For me, as a companion animal veterinarian, the key messages were these.
  1. Bartonella carriage is yet another reason we need to ensure that we control fleas as much as possible in companion animals. Fleas can spread disease, including bartonellosis.
  2. As veterinarians we need to protect ourselves. We are fortunate in that many pathogens we deal with aren’t transmitted by needle-stick but Bartonella species (eg vinsonii) can be. But there are so many ways we could catch it at work – including being bitten or scratched by a patient, or indeed that patient’s parasites.

Professor Breitschwerdt wrote a fascinating and very moving paper about his own dad suffering from bartonellosis. Because of his career interest and experience in isolating these tricky bugs, doctors allowed Professor Breitschwerdt to try to isolate the organism when they could not. He managed to isolated several Bartonella species, including an as yet undescribed sequence. Unfortunately Mr Breitschwerdt senior succumbed. But this paper provides a very accessible introduction to Bartonella spp and gives a sense of just how complex it can be. If you want to read more check the reference below. One thing that is concerning is that the more scientists look for pathogens in fleas and ticks, the more they found. So rich an area is this for mining that at least three prominent scholars called for fleas and ticks during their presentations at the zoonoses meeting. When infectious diseases physicians start requesting parasites, you know you want to avoid those parasites!

Are black kittens being discriminated in photos because they don't look good in selfies? What is wrong with the world!!!
Meanwhile from the jungle that is the internet came this shocking article claiming that one reason for black cats not being rehomed is their lack of photogenicity in selfies. One the one hand this sounds trivial and kind of funny. But it would be disappointing and horrifying if this really is true, and it is one of those arguments that is disturbingly plausible enough. The crux of the story is that human whims can mean life of death with animals – which very sadly is the case. We need some sort of whim control – reflection on our own decision making and judgement – to overcome these kinds of situations.

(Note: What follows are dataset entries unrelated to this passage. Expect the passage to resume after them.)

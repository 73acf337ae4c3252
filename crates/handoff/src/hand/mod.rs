//! Hand landmarks and hand identity tracking.

pub mod detection;
pub mod landmark;
pub mod slot;
pub mod tracking;

pub use detection::{Detection, HandDetector, NoHands};
pub use landmark::{HandPose, Handedness, Provenance, TrackedHand};
pub use tracking::{TrackerConfig, TrackerState};
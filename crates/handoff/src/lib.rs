//! Hand tracking worker fed over shared memory.
//!
//! A host process (the *producer*) writes video frames into a shared frame buffer and raises a
//! *ready* signal. The worker (the *consumer*, driven by [`controller::FrameLoop`]) runs a
//! [`hand::HandDetector`] on the frame, assigns the detected hands to a fixed left and right slot
//! with [`hand::TrackerState`], writes a fixed-size [`result::FrameResult`] record into the shared
//! result buffer and raises *done*. [`host::Host`] implements the producer's side of this exchange.
//!
//! The transport itself lives in the [`handoff_ipc`] crate.
//!
//! # Coordinates
//!
//! Detectors report landmarks normalized to the frame. The tracker converts them into pixel-scaled
//! coordinates according to [`hand::landmark::Axes`]; by default the model's depth is mapped onto
//! the Y axis of the host's scene (`(x·W, -z·W, y·H)`).
//!
//! # Environment Variables
//!
//! The worker and probe binaries read their configuration from `HANDOFF_*` environment variables,
//! see [`config`] for the full list. Logging is configured with `RUST_LOG`.

use log::LevelFilter;

pub mod config;
pub mod controller;
pub mod drop;
pub mod frame;
pub mod hand;
pub mod host;
pub mod result;
pub mod shutdown;
pub mod timer;

pub use handoff_ipc as ipc;

/// macro-use only, not part of public API.
#[doc(hidden)]
pub fn init_logger(calling_crate: &'static str) {
    let log_level = if cfg!(debug_assertions) {
        LevelFilter::Trace
    } else {
        LevelFilter::Debug
    };
    env_logger::Builder::new()
        .filter_level(LevelFilter::Info)
        .filter(Some(calling_crate), log_level)
        .filter(Some(env!("CARGO_PKG_NAME")), log_level)
        .filter(Some("handoff_ipc"), log_level)
        .parse_default_env()
        .try_init()
        .ok();
}

/// Initializes logging to *stderr*.
///
/// If `cfg!(debug_assertions)` is enabled, the calling crate and handoff will log at *trace* level.
/// Otherwise, they will log at *debug* level. Everything else logs at *info* level.
///
/// `RUST_LOG` overrides these defaults.
///
/// If a global logger is already registered, this macro will do nothing.
#[macro_export]
macro_rules! init_logger {
    () => {
        $crate::init_logger(env!("CARGO_CRATE_NAME"))
    };
}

Not that hard to photograph!

Of course if you have a black cat there are plenty of ways to take a nice photo, including overexposing just a little (is it time for an animal-friendly camera company to include an app/setting on cameras for all black pets?).


Reference

Breitschwerdt EB, Maggi RG, Belen Cadenas M and de Pavia Diniz PPV (2009) A groundhog, a novel Bartonella sequence, and my father’s death. Emerging Infectious Diseases 15(12):2080-2086.